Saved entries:
<<<<

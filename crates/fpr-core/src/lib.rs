//! # fpr-core -- Foundational Types for the Review Stack
//!
//! Every other crate in the workspace depends on `fpr-core`; it depends on
//! nothing internal.
//!
//! ## Key Design Principles
//!
//! 1. **Newtype identifiers.** `RuleName` and `HandbookId` are distinct
//!    validated types. A handbook name cannot be passed where a rule name is
//!    expected.
//!
//! 2. **Immutable registry.** The [`RuleRegistry`] is built once at process
//!    start, holds rules behind `Arc`, and precomputes the handbook → rules
//!    index used by aggregation. Nothing mutates it afterwards.
//!
//! 3. **Ordered collections in output.** Report sets and maps are
//!    `BTreeSet`/`BTreeMap` so serialized reports are byte-for-byte
//!    reproducible.
//!
//! ## Crate Policy
//!
//! - No dependencies on other `fpr-*` crates.
//! - No `unsafe` code.
//! - No `panic!()` or `.unwrap()` outside tests.

pub mod catalog;
pub mod digest;
pub mod error;
pub mod identity;
pub mod registry;
pub mod report;
pub mod rule;
pub mod verdict;

pub use digest::{sha256_hex, DocumentDigest};
pub use error::{CoreError, ValidationError};
pub use identity::{HandbookId, RuleName};
pub use registry::RuleRegistry;
pub use report::{AggregatedReport, Findings, RuleStatus};
pub use rule::Rule;
pub use verdict::{EvaluationOutcome, Verdict, NO_RELATED_CONTENT};
//! # Card Subcommand
//!
//! Writes a markdown product card (company, industry, product summary) for
//! a promotion transcript.

use std::path::PathBuf;

use anyhow::{Context, Result};
use clap::Args;
use fpr_oracle::{ProductCardWriter, Transcriber};

use crate::input::{load_transcript, TranscriptSource};

/// Arguments for the `fpr card` subcommand.
#[derive(Args, Debug)]
pub struct CardArgs {
    #[command(flatten)]
    pub source: TranscriptSource,

    /// Write the card here instead of stdout.
    #[arg(long, value_name = "FILE")]
    pub output: Option<PathBuf>,
}

/// Execute the card subcommand.
pub fn run_card(args: &CardArgs) -> Result<u8> {
    let client = crate::oracle_client(None)?;
    let card = crate::block_on(product_card(&args.source, &client, &client))??;
    crate::write_output(&card, args.output.as_deref())?;
    Ok(0)
}

pub async fn product_card(
    source: &TranscriptSource,
    transcriber: &dyn Transcriber,
    writer: &dyn ProductCardWriter,
) -> Result<String> {
    let transcript = load_transcript(source, transcriber).await?;
    writer
        .product_card(&transcript)
        .await
        .context("failed to write product card")
}
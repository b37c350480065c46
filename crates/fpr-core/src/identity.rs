//! # Identity Newtypes
//!
//! Rule names and handbook identifiers are distinct types so that the
//! many-to-many rule ↔ handbook relation cannot be indexed with the wrong
//! key. Both validate at construction and on deserialization: an empty
//! identifier never enters the system.
//!
//! Both are ordered (`Ord`) so reports can hold them in `BTreeSet`s and
//! serialize in a stable order.

use std::borrow::Borrow;
use std::fmt;

use serde::{Deserialize, Serialize};

use crate::error::ValidationError;

/// Unique name of a compliance rule, e.g. `"Risk Warnings"`.
#[derive(Debug, Clone, PartialEq, Eq, PartialOrd, Ord, Hash, Serialize, Deserialize)]
#[serde(try_from = "String", into = "String")]
pub struct RuleName(String);

impl RuleName {
    /// Create a rule name, rejecting empty or whitespace-only input.
    ///
    /// # Errors
    ///
    /// Returns [`ValidationError::EmptyRuleName`] on blank input.
    pub fn new(value: impl Into<String>) -> Result<Self, ValidationError> {
        let s = value.into();
        if s.trim().is_empty() {
            return Err(ValidationError::EmptyRuleName);
        }
        Ok(Self(s))
    }

    /// Access the name as a string slice.
    pub fn as_str(&self) -> &str {
        &self.0
    }
}

impl TryFrom<String> for RuleName {
    type Error = ValidationError;

    fn try_from(value: String) -> Result<Self, Self::Error> {
        Self::new(value)
    }
}

impl From<RuleName> for String {
    fn from(value: RuleName) -> Self {
        value.0
    }
}

impl Borrow<str> for RuleName {
    fn borrow(&self) -> &str {
        &self.0
    }
}

impl fmt::Display for RuleName {
    fn fmt(&self, f: &mut fmt::Formatter<'_>) -> fmt::Result {
        f.write_str(&self.0)
    }
}

/// Identifier of a regulatory handbook, e.g. `"FCA PRIN"`.
///
/// A handbook is not a first-class object: it exists only as the grouping
/// key that rules declare membership in.
#[derive(Debug, Clone, PartialEq, Eq, PartialOrd, Ord, Hash, Serialize, Deserialize)]
#[serde(try_from = "String", into = "String")]
pub struct HandbookId(String);

impl HandbookId {
    /// Create a handbook identifier, rejecting empty or whitespace-only input.
    ///
    /// # Errors
    ///
    /// Returns [`ValidationError::EmptyHandbook`] on blank input.
    pub fn new(value: impl Into<String>) -> Result<Self, ValidationError> {
        let s = value.into();
        if s.trim().is_empty() {
            return Err(ValidationError::EmptyHandbook);
        }
        Ok(Self(s))
    }

    /// Access the identifier as a string slice.
    pub fn as_str(&self) -> &str {
        &self.0
    }
}

impl TryFrom<String> for HandbookId {
    type Error = ValidationError;

    fn try_from(value: String) -> Result<Self, Self::Error> {
        Self::new(value)
    }
}

impl From<HandbookId> for String {
    fn from(value: HandbookId) -> Self {
        value.0
    }
}

impl Borrow<str> for HandbookId {
    fn borrow(&self) -> &str {
        &self.0
    }
}

impl fmt::Display for HandbookId {
    fn fmt(&self, f: &mut fmt::Formatter<'_>) -> fmt::Result {
        f.write_str(&self.0)
    }
}
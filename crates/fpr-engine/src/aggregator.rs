//! # Handbook Aggregator
//!
//! Folds per-rule outcomes into an [`AggregatedReport`].
//!
//! A rule is violated only when it was judged and found non-compliant.
//! Compliant rules, rules with no outcome, and rules whose evaluation failed
//! are all `Respected`. Under each handbook a violated rule carries its own
//! evidence and suggestions, never another rule's.

use std::collections::{BTreeMap, BTreeSet, HashMap};

use fpr_core::{
    AggregatedReport, EvaluationOutcome, Findings, RuleName, RuleRegistry, RuleStatus, Verdict,
};

/// Build the report for one run. Pure: same inputs, same report.
pub fn aggregate(registry: &RuleRegistry, outcomes: &[EvaluationOutcome]) -> AggregatedReport {
    let mut violations: HashMap<&RuleName, &Verdict> = HashMap::new();
    for verdict in outcomes.iter().filter_map(EvaluationOutcome::verdict) {
        if verdict.compliant {
            continue;
        }
        if !registry.contains(verdict.rule_name.as_str()) {
            tracing::warn!(rule = %verdict.rule_name, "ignoring verdict for unknown rule");
            continue;
        }
        violations.insert(&verdict.rule_name, verdict);
    }

    let mut violated_handbooks = BTreeSet::new();
    let mut violated_rules = BTreeSet::new();
    for name in violations.keys() {
        if let Some(rule) = registry.get(name.as_str()) {
            violated_rules.insert((*name).clone());
            violated_handbooks.extend(rule.handbooks().iter().cloned());
        }
    }

    let per_handbook_status = registry
        .handbooks()
        .map(|handbook| {
            let statuses: BTreeMap<RuleName, RuleStatus> = registry
                .rules_for(handbook)
                .map(|rule| {
                    let status = match violations.get(rule.name()) {
                        Some(verdict) => RuleStatus::NotRespected(Findings {
                            evidence: verdict.evidence.clone(),
                            suggestions: verdict.suggestions.clone(),
                        }),
                        None => RuleStatus::Respected,
                    };
                    (rule.name().clone(), status)
                })
                .collect();
            (handbook.clone(), statuses)
        })
        .collect();

    AggregatedReport::new(violated_handbooks, violated_rules, per_handbook_status)
}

>>>>

- [EXERCISE REQUIREMENTS] Find the lines above that contain "collections" and give their count, with nothing added.

- [SOLVED EXERCISE] 2